[Collection entries]

******

use crate::model::BoothInfo;
use crate::ui::app::{App, FocusPanel};
use ratatui::{
    layout::{Constraint, Layout, Rect},
    style::{Color, Modifier, Style},
    text::{Line, Span},
    widgets::{
        Block, Borders, List, ListItem, Paragraph, Row, Scrollbar, ScrollbarOrientation,
        ScrollbarState, Table, Wrap,
    },
    Frame,
};

// Palette
pub(super) const BRAND_DARK: Color = Color::Rgb(0x1F, 0x2F, 0x3C);
pub(super) const BRAND_SELECT_BG: Color = Color::Rgb(0xC3, 0xD3, 0xE0);
pub(super) const BRAND_GREEN: Color = Color::Rgb(0x82, 0x9A, 0x68); // occupied
pub(super) const BRAND_ORANGE: Color = Color::Rgb(0x9E, 0x68, 0x3C); // focus, rally
pub(super) const BRAND_MUTED: Color = Color::Rgb(0x71, 0x65, 0x65); // empty, footer

// Styles
pub(super) const HEADER_STYLE: Style = Style::new().fg(BRAND_DARK).add_modifier(Modifier::BOLD);
const SELECTED_STYLE: Style = Style::new()
    .bg(BRAND_SELECT_BG)
    .fg(BRAND_DARK)
    .add_modifier(Modifier::BOLD);
const COUNT_COLOR: Color = BRAND_GREEN;
const RALLY_COLOR: Color = BRAND_ORANGE;

pub fn draw_dashboard(frame: &mut Frame, app: &App) {
    let chunks = Layout::vertical([
        Constraint::Length(3), // Header
        Constraint::Min(10),   // Main content
        Constraint::Length(3), // Footer
    ])
    .split(frame.area());

    draw_header(frame, chunks[0], app);
    draw_main_content(frame, chunks[1], app);
    draw_footer(
        frame,
        chunks[2],
        " ←→ Panel | ↑↓ Select | Enter Details | m Map | r Rally | q Quit ",
    );
}

pub(super) fn draw_header(frame: &mut Frame, area: Rect, app: &App) {
    let stats = app.plan.stats();
    let mut title = format!(
        " Booth Map | {} booths | {} occupied | {} listings placed | {} title codes ",
        stats.total_booths, stats.occupied_booths, stats.placed_listings, app.title_code_count
    );
    if let Some(rally) = app.selected_rally() {
        title.push_str(&format!("| Rally: {} ", rally.name));
    }

    let header = Paragraph::new(title)
        .style(HEADER_STYLE)
        .block(Block::default().borders(Borders::ALL));

    frame.render_widget(header, area);
}

fn draw_main_content(frame: &mut Frame, area: Rect, app: &App) {
    let chunks = Layout::horizontal([
        Constraint::Percentage(20), // Sections
        Constraint::Percentage(80), // Booths
    ])
    .split(area);

    draw_sections(frame, chunks[0], app);
    draw_booths(frame, chunks[1], app);
}

fn focus_border(is_focused: bool) -> Style {
    if is_focused {
        Style::default().fg(BRAND_ORANGE)
    } else {
        Style::default()
    }
}

fn draw_sections(frame: &mut Frame, area: Rect, app: &App) {
    let is_focused = app.focus_panel == FocusPanel::Sections;

    let items: Vec<ListItem> = app
        .sections()
        .iter()
        .enumerate()
        .map(|(i, section)| {
            let is_selected = i == app.selected_section;
            let style = if is_selected && is_focused {
                SELECTED_STYLE
            } else if is_selected {
                Style::default().add_modifier(Modifier::BOLD)
            } else {
                Style::default()
            };

            let marker = if is_selected && is_focused {
                " ◄"
            } else {
                ""
            };

            let (occupied, total) = app.section_occupancy(section);

            ListItem::new(Line::from(vec![
                Span::styled(format!("Section {section}"), style),
                Span::raw(" "),
                Span::styled(
                    format!("({occupied}/{total})"),
                    Style::default().fg(COUNT_COLOR),
                ),
                Span::styled(marker, Style::default().fg(BRAND_ORANGE)),
            ]))
        })
        .collect();

    let list = List::new(items).block(
        Block::default()
            .title(format!(" Sections ({}) ", app.sections().len()))
            .borders(Borders::ALL)
            .border_style(focus_border(is_focused)),
    );

    frame.render_widget(list, area);
}

fn draw_booths(frame: &mut Frame, area: Rect, app: &App) {
    let is_focused = app.focus_panel == FocusPanel::Booths;
    let booths = app.section_booths();

    // Borders and header row
    let visible_rows = (area.height as usize).saturating_sub(3);

    let scroll_offset = if app.selected_booth >= visible_rows {
        app.selected_booth - visible_rows + 1
    } else {
        0
    };

    let header = Row::new(vec!["Booth", "Label", "Name", "Events", "Preorder"])
        .style(HEADER_STYLE)
        .height(1);

    let rows: Vec<Row> = booths
        .iter()
        .enumerate()
        .skip(scroll_offset)
        .take(visible_rows)
        .map(|(i, booth)| {
            let is_selected = i == app.selected_booth;
            let base = match app.plan.describe(&booth.code) {
                Some(BoothInfo::Occupied(_)) => Style::default(),
                _ => Style::default().fg(BRAND_MUTED),
            };
            let style = if is_selected && is_focused {
                SELECTED_STYLE
            } else if is_selected {
                base.add_modifier(Modifier::BOLD)
            } else if app.is_in_selected_rally(booth) {
                Style::default().fg(RALLY_COLOR)
            } else {
                base
            };

            let cells = match app.plan.describe(&booth.code) {
                Some(BoothInfo::Occupied(entry)) => vec![
                    booth.code.to_string(),
                    entry.booth_label.clone(),
                    entry.booth_name.clone(),
                    entry.total_events.to_string(),
                    if entry.has_preorder { "yes" } else { "-" }.to_string(),
                ],
                Some(BoothInfo::Named(name)) => vec![
                    booth.code.to_string(),
                    "-".to_string(),
                    name.to_string(),
                    "0".to_string(),
                    "-".to_string(),
                ],
                None => vec![
                    booth.code.to_string(),
                    "-".to_string(),
                    "(empty)".to_string(),
                    "0".to_string(),
                    "-".to_string(),
                ],
            };

            Row::new(cells).style(style)
        })
        .collect();

    let widths = [
        Constraint::Length(6),
        Constraint::Length(10),
        Constraint::Percentage(60),
        Constraint::Length(7),
        Constraint::Length(9),
    ];

    let title = format!(
        " Section {} ({} booths) ",
        app.selected_section_name(),
        booths.len()
    );
    let table = Table::new(rows, widths).header(header).block(
        Block::default()
            .title(title)
            .borders(Borders::ALL)
            .border_style(focus_border(is_focused)),
    );

    frame.render_widget(table, area);

    if booths.len() > visible_rows {
        draw_scrollbar(frame, area, booths.len(), app.selected_booth);
    }
}

fn draw_scrollbar(frame: &mut Frame, area: Rect, len: usize, position: usize) {
    let scrollbar = Scrollbar::new(ScrollbarOrientation::VerticalRight)
        .begin_symbol(Some("↑"))
        .end_symbol(Some("↓"));
    let mut scrollbar_state = ScrollbarState::new(len).position(position);

    let scrollbar_area = Rect {
        x: area.x + area.width - 1,
        y: area.y + 2,
        width: 1,
        height: area.height.saturating_sub(3),
    };
    frame.render_stateful_widget(scrollbar, scrollbar_area, &mut scrollbar_state);
}

pub(super) fn draw_footer(frame: &mut Frame, area: Rect, help: &str) {
    let footer = Paragraph::new(help)
        .style(Style::default().fg(BRAND_MUTED))
        .block(Block::default().borders(Borders::ALL));

    frame.render_widget(footer, area);
}

pub fn draw_booth_detail(frame: &mut Frame, app: &App) {
    let Some(booth) = app.selected_booth_position() else {
        return;
    };

    let chunks = Layout::vertical([
        Constraint::Length(3), // Header: booth code
        Constraint::Length(3), // Info line
        Constraint::Min(6),    // Events
        Constraint::Length(6), // Selected event
        Constraint::Length(3), // Footer
    ])
    .split(frame.area());

    let header = Paragraph::new(format!(" Booth: {} ", booth.code))
        .style(HEADER_STYLE)
        .block(Block::default().borders(Borders::ALL));
    frame.render_widget(header, chunks[0]);

    let events = app.selected_events();
    let name = match app.selected_info() {
        Some(BoothInfo::Occupied(entry)) => entry.booth_name.clone(),
        Some(BoothInfo::Named(name)) => name.to_string(),
        None => "(empty)".to_string(),
    };
    let rallies = app.rally_names_for_selected();
    let rallies = if rallies.is_empty() {
        "-".to_string()
    } else {
        rallies.join(", ")
    };
    let event_info = if events.is_empty() {
        "Events: 0".to_string()
    } else {
        format!("Event: {}/{}", app.selected_event + 1, events.len())
    };

    let info_text = format!(
        "{name}  |  Section {} #{}  |  {event_info}  |  Rallies: {rallies}",
        booth.section, booth.number
    );
    let info_widget = Paragraph::new(info_text).block(Block::default().borders(Borders::ALL));
    frame.render_widget(info_widget, chunks[1]);

    let visible_events = (chunks[2].height as usize).saturating_sub(3);
    let rows: Vec<Row> = events
        .iter()
        .enumerate()
        .skip(app.events_scroll_offset)
        .take(visible_events)
        .map(|(i, event)| {
            let style = if i == app.selected_event {
                SELECTED_STYLE
            } else {
                Style::default()
            };
            Row::new(vec![
                event.title.clone(),
                event.booth_label.clone(),
                if event.has_preorder { "yes" } else { "-" }.to_string(),
                event.images.len().to_string(),
            ])
            .style(style)
        })
        .collect();

    let widths = [
        Constraint::Percentage(60),
        Constraint::Percentage(15),
        Constraint::Percentage(12),
        Constraint::Percentage(13),
    ];
    let event_header = Row::new(vec!["Title", "Label", "Preorder", "Images"]).style(HEADER_STYLE);
    let event_table = Table::new(rows, widths).header(event_header).block(
        Block::default()
            .title(format!(" Events ({}) ", events.len()))
            .borders(Borders::ALL),
    );
    frame.render_widget(event_table, chunks[2]);

    if events.len() > visible_events {
        draw_scrollbar(frame, chunks[2], events.len(), app.events_scroll_offset);
    }

    let detail = events.get(app.selected_event).map_or_else(
        || vec![Line::from(Span::styled(
            "No listings at this booth",
            Style::default().fg(BRAND_MUTED),
        ))],
        |event| {
            let when = match (&event.start_date_time, &event.end_date_time) {
                (Some(start), Some(end)) => format!("{start} → {end}"),
                (Some(start), None) => start.clone(),
                _ => "-".to_string(),
            };
            vec![
                Line::from(vec![
                    Span::styled("Id: ", HEADER_STYLE),
                    Span::raw(event.event_id.clone()),
                ]),
                Line::from(vec![Span::styled("When: ", HEADER_STYLE), Span::raw(when)]),
                Line::from(vec![
                    Span::styled("Thumb: ", HEADER_STYLE),
                    Span::raw(event.images.first().cloned().unwrap_or_else(|| "-".to_string())),
                ]),
            ]
        },
    );
    let detail_widget = Paragraph::new(detail)
        .wrap(Wrap { trim: true })
        .block(Block::default().title(" Listing ").borders(Borders::ALL));
    frame.render_widget(detail_widget, chunks[3]);

    draw_footer(
        frame,
        chunks[4],
        " Esc Back | ↑↓ Scroll | ←→ Listing | q Quit ",
    );
}
use serde::{Deserialize, Deserializer, Serialize};

use super::BoothCode;

/// A listing record as exported from the listings datastore. Only the fields
/// the floor plan consumes are kept.
#[derive(Debug, Clone, PartialEq, Serialize, Deserialize)]
#[serde(rename_all = "camelCase")]
pub struct Listing {
    #[serde(alias = "_id")]
    pub id: String,
    pub title: String,
    #[serde(default)]
    pub images: Vec<String>,
    #[serde(default, deserialize_with = "deserialize_preorder")]
    pub has_preorder: bool,
    #[serde(default, skip_serializing_if = "Option::is_none")]
    pub start_date_time: Option<String>,
    #[serde(default, skip_serializing_if = "Option::is_none")]
    pub end_date_time: Option<String>,
}

/// Result of locating a booth code cluster inside a listing title.
#[derive(Debug, Clone, PartialEq, Eq, Serialize)]
#[serde(rename_all = "camelCase")]
pub struct ParsedBooth {
    /// The matched cluster, uppercased, e.g. `"A12-13"`.
    pub label: String,
    pub codes: Vec<BoothCode>,
    /// Title text left after removing the cluster.
    pub booth_name: String,
}

#[derive(Deserialize)]
#[serde(untagged)]
enum PreorderFlag {
    Bool(bool),
    Text(String),
}

// The event model stores the preorder flag as "Yes"/"No".
fn deserialize_preorder<'de, D>(deserializer: D) -> Result<bool, D::Error>
where
    D: Deserializer<'de>,
{
    Ok(match PreorderFlag::deserialize(deserializer)? {
        PreorderFlag::Bool(b) => b,
        PreorderFlag::Text(s) => matches!(s.trim().to_lowercase().as_str(), "yes" | "true"),
    })
}

#[cfg(test)]
mod tests {
    use super::*;

    #[test]
    fn accepts_text_and_bool_preorder_flags() {
        let json = r#"[
            {"_id": "1", "title": "A1 - Shop", "hasPreorder": "Yes"},
            {"id": "2", "title": "B2 Shop", "hasPreorder": false, "images": ["x.png"]},
            {"id": "3", "title": "C3 Shop", "hasPreorder": "No"},
            {"id": "4", "title": "D4 Shop"}
        ]"#;
        let listings: Vec<Listing> = serde_json::from_str(json).unwrap();
        let flags: Vec<bool> = listings.iter().map(|l| l.has_preorder).collect();
        assert_eq!(flags, vec![true, false, false, false]);
        assert_eq!(listings[0].id, "1");
        assert_eq!(listings[1].images, vec!["x.png".to_string()]);
    }
}
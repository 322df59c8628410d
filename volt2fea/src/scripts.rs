//! Building the script → language system → feature tree.

use log::debug;
use smol_str::SmolStr;
use write_fonts::types::Tag;

use crate::{
    blocks::{extract, first_stray, Block, BlockKind},
    error::Error,
    ir::{Feature, LangSys, Script},
    parse::Parser,
};

pub(crate) fn build(blocks: &[Block]) -> Result<Vec<Script>, Error> {
    let scripts = blocks.iter().map(parse_script).collect::<Result<Vec<_>, _>>()?;
    debug!(
        "{} scripts, {} language systems",
        scripts.len(),
        scripts.iter().map(|s| s.lang_systems.len()).sum::<usize>()
    );
    Ok(scripts)
}

/// `<keyword> [NAME "name"] TAG "tag"`
fn parse_header(parser: &mut Parser, keyword: &str) -> Result<(Option<SmolStr>, Tag), Error> {
    parser.expect(keyword)?;
    let name = if parser.eat("NAME") {
        Some(parser.expect_string("a quoted name")?.clone())
    } else {
        None
    };
    parser.expect("TAG")?;
    let tag = parser.expect_tag()?;
    Ok((name, tag))
}

fn parse_script(block: &Block) -> Result<Script, Error> {
    let mut parser = block.parser();
    let (name, tag) = parse_header(&mut parser, "DEF_SCRIPT")?;
    let rest = parser.rest();
    let children = extract(rest, BlockKind::LangSys)?;
    if let Some(token) = first_stray(rest, &children) {
        return Err(Error::parse(
            token.line,
            format!("expected DEF_LANGSYS or END_SCRIPT in script '{tag}', found '{token}'"),
        ));
    }
    let lang_systems = children
        .iter()
        .map(|block| parse_lang_sys(block, tag))
        .collect::<Result<_, _>>()?;
    Ok(Script {
        tag,
        name,
        lang_systems,
    })
}

fn parse_lang_sys(block: &Block, script: Tag) -> Result<LangSys, Error> {
    let mut parser = block.parser();
    let (name, tag) = parse_header(&mut parser, "DEF_LANGSYS")?;
    let rest = parser.rest();
    let children = extract(rest, BlockKind::Feature)?;
    if let Some(token) = first_stray(rest, &children) {
        let message = format!(
            "expected DEF_FEATURE or END_LANGSYS in language system '{tag}', found '{token}'"
        );
        return Err(Error::parse(token.line, message));
    }
    let features = children
        .iter()
        .map(|block| parse_feature(block, script, tag))
        .collect::<Result<_, _>>()?;
    Ok(LangSys {
        tag,
        name,
        script,
        features,
    })
}

fn parse_feature(block: &Block, script: Tag, language: Tag) -> Result<Feature, Error> {
    let mut parser = block.parser();
    let (name, tag) = parse_header(&mut parser, "DEF_FEATURE")?;
    let mut lookups = Vec::new();
    while parser.eat("LOOKUP") {
        lookups.push(parser.expect_string("a quoted lookup name")?.clone());
    }
    parser.expect("END_FEATURE")?;
    parser.expect_end()?;
    Ok(Feature {
        tag,
        name,
        script,
        language,
        lookups,
    })
}

#[cfg(test)]
mod tests {
    use pretty_assertions::assert_eq;

    use super::*;
    use crate::lexer::tokenize;

    fn build_from(volt: &str) -> Result<Vec<Script>, Error> {
        let tokens = tokenize(volt)?;
        build(&extract(&tokens, BlockKind::Script)?)
    }

    const TWO_LANGUAGES: &str = r#"
DEF_SCRIPT NAME "Latin" TAG "latn"
DEF_LANGSYS NAME "Default" TAG "dflt"
DEF_FEATURE NAME "Standard Ligatures" TAG "liga"
LOOKUP "liga ff"
LOOKUP "liga fi"
END_FEATURE
DEF_FEATURE NAME "Small Capitals" TAG "smcp"
LOOKUP "smcp"
END_FEATURE
END_LANGSYS
DEF_LANGSYS NAME "Turkish" TAG "TRK "
DEF_FEATURE NAME "Standard Ligatures" TAG "liga"
LOOKUP "liga ff"
END_FEATURE
END_LANGSYS
END_SCRIPT
"#;

    #[test]
    fn one_feature_per_language() {
        let scripts = build_from(TWO_LANGUAGES).unwrap();
        assert_eq!(scripts.len(), 1);
        let latn = &scripts[0];
        assert_eq!(latn.tag, Tag::new(b"latn"));
        assert_eq!(latn.name.as_deref(), Some("Latin"));
        assert_eq!(latn.lang_systems.len(), 2);

        let features = latn
            .lang_systems
            .iter()
            .flat_map(|l| l.features.iter())
            .map(|f| {
                (
                    f.tag.to_string(),
                    f.script.to_string(),
                    f.language.to_string(),
                    f.lookups.iter().map(|l| l.to_string()).collect::<Vec<_>>(),
                )
            })
            .collect::<Vec<_>>();
        assert_eq!(
            features,
            vec![
                (
                    "liga".to_string(),
                    "latn".to_string(),
                    "dflt".to_string(),
                    vec!["liga ff".to_string(), "liga fi".to_string()]
                ),
                (
                    "smcp".to_string(),
                    "latn".to_string(),
                    "dflt".to_string(),
                    vec!["smcp".to_string()]
                ),
                (
                    "liga".to_string(),
                    "latn".to_string(),
                    "TRK ".to_string(),
                    vec!["liga ff".to_string()]
                ),
            ]
        );
    }

    #[test]
    fn name_is_optional() {
        let scripts = build_from(
            "DEF_SCRIPT TAG \"arab\" DEF_LANGSYS TAG \"dflt\" END_LANGSYS END_SCRIPT",
        )
        .unwrap();
        assert_eq!(scripts[0].name, None);
        assert_eq!(scripts[0].lang_systems[0].name, None);
        assert_eq!(scripts[0].lang_systems[0].script, Tag::new(b"arab"));
        assert!(scripts[0].lang_systems[0].features.is_empty());
    }

    #[test]
    fn feature_with_junk() {
        let err = build_from(
            "DEF_SCRIPT TAG \"latn\"
             DEF_LANGSYS TAG \"dflt\"
             DEF_FEATURE TAG \"liga\" LOOKUP \"a\" GLYPH \"b\" END_FEATURE
             END_LANGSYS END_SCRIPT",
        )
        .unwrap_err();
        assert_eq!(err.to_string(), "line 3: expected END_FEATURE, found 'GLYPH'");
    }

    #[test]
    fn feature_directly_under_script() {
        let err = build_from(
            "DEF_SCRIPT TAG \"latn\"
             DEF_FEATURE TAG \"liga\" LOOKUP \"x\" END_FEATURE
             DEF_LANGSYS TAG \"dflt\" END_LANGSYS
             END_SCRIPT",
        )
        .unwrap_err();
        assert_eq!(
            err.to_string(),
            "line 2: expected DEF_LANGSYS or END_SCRIPT in script 'latn', found 'DEF_FEATURE'"
        );
    }

    #[test]
    fn stray_token_in_language_system() {
        let err = build_from(
            "DEF_SCRIPT TAG \"latn\"
             DEF_LANGSYS TAG \"dflt\"
             JUNK
             DEF_FEATURE TAG \"smcp\" END_FEATURE
             END_LANGSYS
             END_SCRIPT",
        )
        .unwrap_err();
        assert_eq!(
            err.to_string(),
            "line 3: expected DEF_FEATURE or END_LANGSYS in language system 'dflt', found 'JUNK'"
        );
    }

    #[test]
    fn stray_string_after_language_systems() {
        let err = build_from(
            "DEF_SCRIPT TAG \"latn\" DEF_LANGSYS TAG \"dflt\" END_LANGSYS \"stuff\" END_SCRIPT",
        )
        .unwrap_err();
        assert!(err.to_string().ends_with("found '\"stuff\"'"), "{err}");
    }

    #[test]
    fn missing_tag() {
        let err = build_from("DEF_SCRIPT NAME \"Latin\" END_SCRIPT").unwrap_err();
        assert!(matches!(err, Error::Parse { .. }), "{err:?}");
    }

    #[test]
    fn unterminated_language_system() {
        let err = build_from(
            "DEF_SCRIPT TAG \"latn\" DEF_LANGSYS TAG \"dflt\" END_SCRIPT",
        )
        .unwrap_err();
        assert_eq!(err.to_string(), "line 1: DEF_LANGSYS without END_LANGSYS");
    }
}
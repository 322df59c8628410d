//! Getting VOLT source text out of fonts and files.

use std::{ffi::OsStr, path::Path};

use log::debug;
use write_fonts::{
    read::{FileRef, FontRef, ReadError},
    types::Tag,
};

use crate::error::Error;

/// The private table VOLT stores its project source in.
pub const TSIV: Tag = Tag::new(b"TSIV");

/// Convert CR and CRLF line endings to LF.
pub fn normalize_newlines(text: &str) -> String {
    text.replace("\r\n", "\n").replace('\r', "\n")
}

/// Decode raw source bytes as UTF-8, with normalized line endings.
pub fn decode(bytes: &[u8]) -> Result<String, Error> {
    let text = std::str::from_utf8(bytes)?;
    Ok(normalize_newlines(text))
}

/// The decoded `TSIV` table of a font, or of a member of a collection.
pub fn read_tsiv(data: &[u8], index: Option<u32>) -> Result<String, Error> {
    let font = get_font(data, index)?;
    let table = font.table_data(TSIV).ok_or(Error::MissingTable(TSIV))?;
    debug!("TSIV table is {} bytes", table.len());
    decode(table.as_ref())
}

/// Read source from `path`.
///
/// `.vtp` files are VOLT project exports and are read as text; anything else is
/// treated as a font.
pub fn load(path: &Path, index: Option<u32>) -> Result<String, Error> {
    let data = std::fs::read(path).map_err(|inner| Error::Load {
        path: path.to_path_buf(),
        inner,
    })?;
    let is_project = path
        .extension()
        .and_then(OsStr::to_str)
        .is_some_and(|ext| ext.eq_ignore_ascii_case("vtp"));
    if is_project {
        debug!("reading {} as a VOLT project", path.display());
        decode(&data)
    } else {
        read_tsiv(&data, index)
    }
}

fn get_font(bytes: &[u8], idx: Option<u32>) -> Result<FontRef, Error> {
    let font = FileRef::new(bytes).map_err(Error::FontRead)?;
    match (font, idx.unwrap_or(0)) {
        (FileRef::Font(font), 0) => Ok(font),
        (FileRef::Font(_), other) => Err(Error::FontRead(ReadError::InvalidCollectionIndex(other))),
        (FileRef::Collection(collection), idx) => collection.get(idx).map_err(Error::FontRead),
    }
}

******

_What is needed_: Lines holding the word "rallies" should be copied from the entries above.

_Task response_:
    let rallies = app.rally_names_for_selected();
    let rallies = if rallies.is_empty() {
        rallies.join(", ")
        "{name}  |  Section {} #{}  |  {event_info}  |  Rallies: {rallies}",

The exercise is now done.